[Opening TASK INPUTS section]
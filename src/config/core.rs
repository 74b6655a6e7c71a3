// Copyright (c) 2026 Bountyy Oy. All rights reserved.
// This software is proprietary and confidential.

use serde::{Deserialize, Serialize};
use std::collections::HashMap;
use std::fmt;
use std::path::PathBuf;
use std::time::Duration;
use validator::{Validate, ValidationError};

use crate::errors::{ProbeError, ProbeResult};

pub const DEFAULT_RETRY_COUNT: u32 = 5;
pub const DEFAULT_RETRY_WAIT_SECS: u64 = 8;

pub const DEFAULT_CRAWL_MAX_DEPTH: i64 = 3;
pub const DEFAULT_CRAWL_MAX_PAGE_COUNT: i64 = 1000;
pub const DEFAULT_CRAWL_CONCURRENCY: i64 = 10;
pub const DEFAULT_MAX_CONCURRENT_CRAWLERS: i64 = 1;

pub const DEFAULT_FASTCGI_ROOT: &str = "/var/www";
pub const DEFAULT_FASTCGI_TIMEOUT_SECS: u64 = 30;

/// Methods accepted in probe commands.
pub const PROBE_METHODS: &[&str] = &["HEAD", "GET", "POST", "PUT", "DELETE", "PATCH"];

/// Probe configuration handed to the orchestrator.
#[derive(Debug, Clone, Default, Serialize, Deserialize, Validate)]
pub struct ProbeConfig {
    #[validate(nested)]
    #[serde(default)]
    pub commands: Vec<ProbeCommand>,

    /// Attempts per call (0 = default of 5)
    #[serde(default)]
    pub retry_count: u32,

    /// Web-error wait in seconds (0 = default of 8); the other tiers derive from it
    #[serde(default)]
    pub retry_wait: u64,

    /// Explicit port allow-list
    #[serde(default)]
    pub ports: Vec<u16>,

    /// Crawl flag for the default probe
    #[serde(default)]
    pub crawl: bool,

    #[serde(default)]
    pub crawl_max_depth: i64,

    #[serde(default)]
    pub crawl_max_page_count: i64,

    #[serde(default)]
    pub crawl_concurrency: i64,

    #[serde(default)]
    pub crawl_max_concurrent_crawlers: i64,

    /// Keep probing every port after the first success
    #[serde(default)]
    pub full: bool,

    #[serde(default)]
    pub exit_on_failure: bool,

    /// Live API spec endpoints (`path[:prefix]`)
    #[serde(default)]
    pub api_specs: Vec<String>,

    /// Local API spec files (`path[:prefix]`)
    #[serde(default)]
    pub api_spec_files: Vec<String>,

    /// Extra warm-up delay in seconds
    #[serde(default)]
    pub start_wait: u64,
}

impl ProbeConfig {
    /// Add the implicit `GET /` probe when probing is requested without commands.
    pub fn ensure_default_probe(&mut self) {
        if self.commands.is_empty() {
            self.commands.push(ProbeCommand {
                protocol: Some(Protocol::Http),
                crawl: self.crawl,
                ..ProbeCommand::default()
            });
        }
    }

    /// Resolved crawl limits (0 = default, negative = disabled).
    pub fn crawl_limits(&self) -> CrawlLimits {
        CrawlLimits {
            max_depth: normalize_limit(self.crawl_max_depth, DEFAULT_CRAWL_MAX_DEPTH),
            max_page_count: normalize_limit(self.crawl_max_page_count, DEFAULT_CRAWL_MAX_PAGE_COUNT),
            concurrency: normalize_limit(self.crawl_concurrency, DEFAULT_CRAWL_CONCURRENCY),
            max_concurrent_crawlers: normalize_limit(
                self.crawl_max_concurrent_crawlers,
                DEFAULT_MAX_CONCURRENT_CRAWLERS,
            ),
        }
    }

    /// Rewrite the crawl fields so that zero values carry their defaults.
    pub fn normalize(&mut self) {
        for (value, default) in [
            (&mut self.crawl_max_depth, DEFAULT_CRAWL_MAX_DEPTH),
            (&mut self.crawl_max_page_count, DEFAULT_CRAWL_MAX_PAGE_COUNT),
            (&mut self.crawl_concurrency, DEFAULT_CRAWL_CONCURRENCY),
            (&mut self.crawl_max_concurrent_crawlers, DEFAULT_MAX_CONCURRENT_CRAWLERS),
        ] {
            if *value == 0 {
                *value = default;
            }
        }
    }

    pub fn effective_retry_count(&self) -> u32 {
        if self.retry_count > 0 {
            self.retry_count
        } else {
            DEFAULT_RETRY_COUNT
        }
    }

    pub fn has_api_specs(&self) -> bool {
        !self.api_specs.is_empty() || !self.api_spec_files.is_empty()
    }
}

fn normalize_limit(value: i64, default: i64) -> Option<usize> {
    match value {
        0 => Some(default as usize),
        v if v < 0 => None,
        v => Some(v as usize),
    }
}

/// Crawl bounds; `None` means the bound is disabled.
#[derive(Debug, Clone, Copy, PartialEq, Eq)]
pub struct CrawlLimits {
    pub max_depth: Option<usize>,
    pub max_page_count: Option<usize>,
    pub concurrency: Option<usize>,
    pub max_concurrent_crawlers: Option<usize>,
}

impl Default for CrawlLimits {
    fn default() -> Self {
        ProbeConfig::default().crawl_limits()
    }
}

/// One probe command: method + resource plus optional transport details.
#[derive(Debug, Clone, PartialEq, Serialize, Deserialize, Validate)]
pub struct ProbeCommand {
    #[validate(custom(function = "validate_method"))]
    #[serde(default = "default_method")]
    pub method: String,

    #[validate(custom(function = "validate_resource"))]
    #[serde(default = "default_resource")]
    pub resource: String,

    #[serde(default, skip_serializing_if = "Option::is_none")]
    pub protocol: Option<Protocol>,

    #[serde(default)]
    pub headers: Vec<String>,

    #[serde(default, skip_serializing_if = "Option::is_none")]
    pub body: Option<String>,

    #[serde(default, skip_serializing_if = "Option::is_none")]
    pub body_file: Option<PathBuf>,

    #[serde(default, skip_serializing_if = "Option::is_none")]
    pub username: Option<String>,

    #[serde(default, skip_serializing_if = "Option::is_none")]
    pub password: Option<String>,

    #[serde(default)]
    pub crawl: bool,

    #[serde(default, skip_serializing_if = "Option::is_none")]
    pub fastcgi: Option<FastCgiConfig>,
}

impl Default for ProbeCommand {
    fn default() -> Self {
        Self {
            method: default_method(),
            resource: default_resource(),
            protocol: None,
            headers: Vec::new(),
            body: None,
            body_file: None,
            username: None,
            password: None,
            crawl: false,
            fastcgi: None,
        }
    }
}

/// Where a command's request body comes from.
#[derive(Debug, Clone, PartialEq, Eq)]
pub enum BodySource {
    Empty,
    Inline(String),
    File(PathBuf),
}

impl BodySource {
    /// Load the body bytes. File bodies are read at call time.
    pub fn load(&self) -> ProbeResult<Option<Vec<u8>>> {
        match self {
            BodySource::Empty => Ok(None),
            BodySource::Inline(body) => Ok(Some(body.clone().into_bytes())),
            BodySource::File(path) => std::fs::read(path)
                .map(Some)
                .map_err(|source| ProbeError::BodyFile {
                    path: path.clone(),
                    source,
                }),
        }
    }
}

impl ProbeCommand {
    pub fn new(method: &str, resource: &str) -> Self {
        Self {
            method: method.to_uppercase(),
            resource: resource.to_string(),
            ..Self::default()
        }
    }

    /// Resolve the body source. Inline and file bodies are mutually exclusive.
    pub fn body_source(&self) -> ProbeResult<BodySource> {
        match (&self.body, &self.body_file) {
            (Some(_), Some(_)) => Err(ProbeError::Configuration(format!(
                "{} {}: body and body_file are mutually exclusive",
                self.method, self.resource
            ))),
            (None, Some(path)) => Ok(BodySource::File(path.clone())),
            (Some(body), None) if !body.is_empty() => Ok(BodySource::Inline(body.clone())),
            _ => Ok(BodySource::Empty),
        }
    }

    pub fn has_basic_auth(&self) -> bool {
        self.username.as_deref().is_some_and(|u| !u.is_empty())
            || self.password.as_deref().is_some_and(|p| !p.is_empty())
    }

    /// Apply the implicit FastCGI settings used for the conventional PHP-FPM port.
    pub fn with_fastcgi_defaults(&self) -> ProbeCommand {
        let mut cmd = self.clone();

        if cmd.resource == "/" {
            cmd.resource = "/index.php".to_string();
        }

        let split_path = cmd
            .resource
            .find(".php")
            .map(|idx| vec![cmd.resource[..idx + 4].to_string()])
            .unwrap_or_default();

        cmd.fastcgi = Some(FastCgiConfig {
            root: DEFAULT_FASTCGI_ROOT.to_string(),
            split_path,
            ..FastCgiConfig::default()
        });

        cmd
    }
}

/// FastCGI transport settings.
#[derive(Debug, Clone, Default, PartialEq, Serialize, Deserialize)]
pub struct FastCgiConfig {
    #[serde(default)]
    pub root: String,

    #[serde(default)]
    pub split_path: Vec<String>,

    #[serde(default)]
    pub env: HashMap<String, String>,

    #[serde(default)]
    pub dial_timeout_secs: u64,

    #[serde(default)]
    pub read_timeout_secs: u64,

    #[serde(default)]
    pub write_timeout_secs: u64,
}

impl FastCgiConfig {
    pub fn dial_timeout(&self) -> Duration {
        timeout_or_default(self.dial_timeout_secs)
    }

    pub fn read_timeout(&self) -> Duration {
        timeout_or_default(self.read_timeout_secs)
    }

    pub fn write_timeout(&self) -> Duration {
        timeout_or_default(self.write_timeout_secs)
    }
}

fn timeout_or_default(secs: u64) -> Duration {
    if secs == 0 {
        Duration::from_secs(DEFAULT_FASTCGI_TIMEOUT_SECS)
    } else {
        Duration::from_secs(secs)
    }
}

/// Probe protocol families.
#[derive(Debug, Clone, Copy, PartialEq, Eq, Hash, Serialize, Deserialize)]
#[serde(rename_all = "lowercase", try_from = "String")]
pub enum Protocol {
    Http,
    Https,
    Http2,
    Http2c,
    Ws,
    Wss,
}

impl Protocol {
    pub fn as_str(&self) -> &'static str {
        match self {
            Protocol::Http => "http",
            Protocol::Https => "https",
            Protocol::Http2 => "http2",
            Protocol::Http2c => "http2c",
            Protocol::Ws => "ws",
            Protocol::Wss => "wss",
        }
    }

    pub fn is_websocket(&self) -> bool {
        matches!(self, Protocol::Ws | Protocol::Wss)
    }

    pub fn is_http2(&self) -> bool {
        matches!(self, Protocol::Http2 | Protocol::Http2c)
    }

    /// URL scheme used on the wire.
    pub fn scheme(&self) -> &'static str {
        match self {
            Protocol::Http | Protocol::Http2c => "http",
            Protocol::Https | Protocol::Http2 => "https",
            Protocol::Ws => "ws",
            Protocol::Wss => "wss",
        }
    }

    /// Protocols tried for a port when the command does not name one.
    pub fn defaults_for_port(port: &str) -> Vec<Protocol> {
        match port {
            "80" => vec![Protocol::Http],
            "443" => vec![Protocol::Https],
            _ => vec![Protocol::Http, Protocol::Https],
        }
    }
}

impl fmt::Display for Protocol {
    fn fmt(&self, f: &mut fmt::Formatter<'_>) -> fmt::Result {
        f.write_str(self.as_str())
    }
}

impl std::str::FromStr for Protocol {
    type Err = ProbeError;

    fn from_str(s: &str) -> Result<Self, Self::Err> {
        match s.trim().to_lowercase().as_str() {
            "http" => Ok(Protocol::Http),
            "https" => Ok(Protocol::Https),
            "http2" => Ok(Protocol::Http2),
            "http2c" | "h2c" => Ok(Protocol::Http2c),
            "ws" => Ok(Protocol::Ws),
            "wss" => Ok(Protocol::Wss),
            other => Err(ProbeError::Configuration(format!(
                "Unsupported probe protocol: {}",
                other
            ))),
        }
    }
}

impl TryFrom<String> for Protocol {
    type Error = ProbeError;

    fn try_from(value: String) -> Result<Self, Self::Error> {
        value.parse()
    }
}

pub fn is_probe_method(method: &str) -> bool {
    PROBE_METHODS.contains(&method.to_uppercase().as_str())
}

fn validate_method(method: &str) -> Result<(), ValidationError> {
    if is_probe_method(method) {
        Ok(())
    } else {
        Err(ValidationError::new("unsupported_method"))
    }
}

fn validate_resource(resource: &str) -> Result<(), ValidationError> {
    if resource.starts_with('/') {
        Ok(())
    } else {
        Err(ValidationError::new("resource_must_start_with_slash"))
    }
}

fn default_method() -> String {
    "GET".to_string()
}

fn default_resource() -> String {
    "/".to_string()
}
[Closing TASK INPUTS section]
## EXERCISE BRIEF
From the first line of the data above through the line containing "to the orchestrator.", repeat each line exactly, and add nothing.

## WRITTEN RESPONSE
filename src/config/core.rs
repository 74b6655a6e7c71a3
// Copyright (c) 2026 Bountyy Oy. All rights reserved.
// This software is proprietary and confidential.

use serde::{Deserialize, Serialize};
use std::collections::HashMap;
use std::fmt;
use std::path::PathBuf;
use std::time::Duration;
use validator::{Validate, ValidationError};

use crate::errors::{ProbeError, ProbeResult};

pub const DEFAULT_RETRY_COUNT: u32 = 5;
pub const DEFAULT_RETRY_WAIT_SECS: u64 = 8;

pub const DEFAULT_CRAWL_MAX_DEPTH: i64 = 3;
pub const DEFAULT_CRAWL_MAX_PAGE_COUNT: i64 = 1000;
pub const DEFAULT_CRAWL_CONCURRENCY: i64 = 10;
pub const DEFAULT_MAX_CONCURRENT_CRAWLERS: i64 = 1;

pub const DEFAULT_FASTCGI_ROOT: &str = "/var/www";
pub const DEFAULT_FASTCGI_TIMEOUT_SECS: u64 = 30;

/// Methods accepted in probe commands.
pub const PROBE_METHODS: &[&str] = &["HEAD", "GET", "POST", "PUT", "DELETE", "PATCH"];

/// Probe configuration handed to the orchestrator.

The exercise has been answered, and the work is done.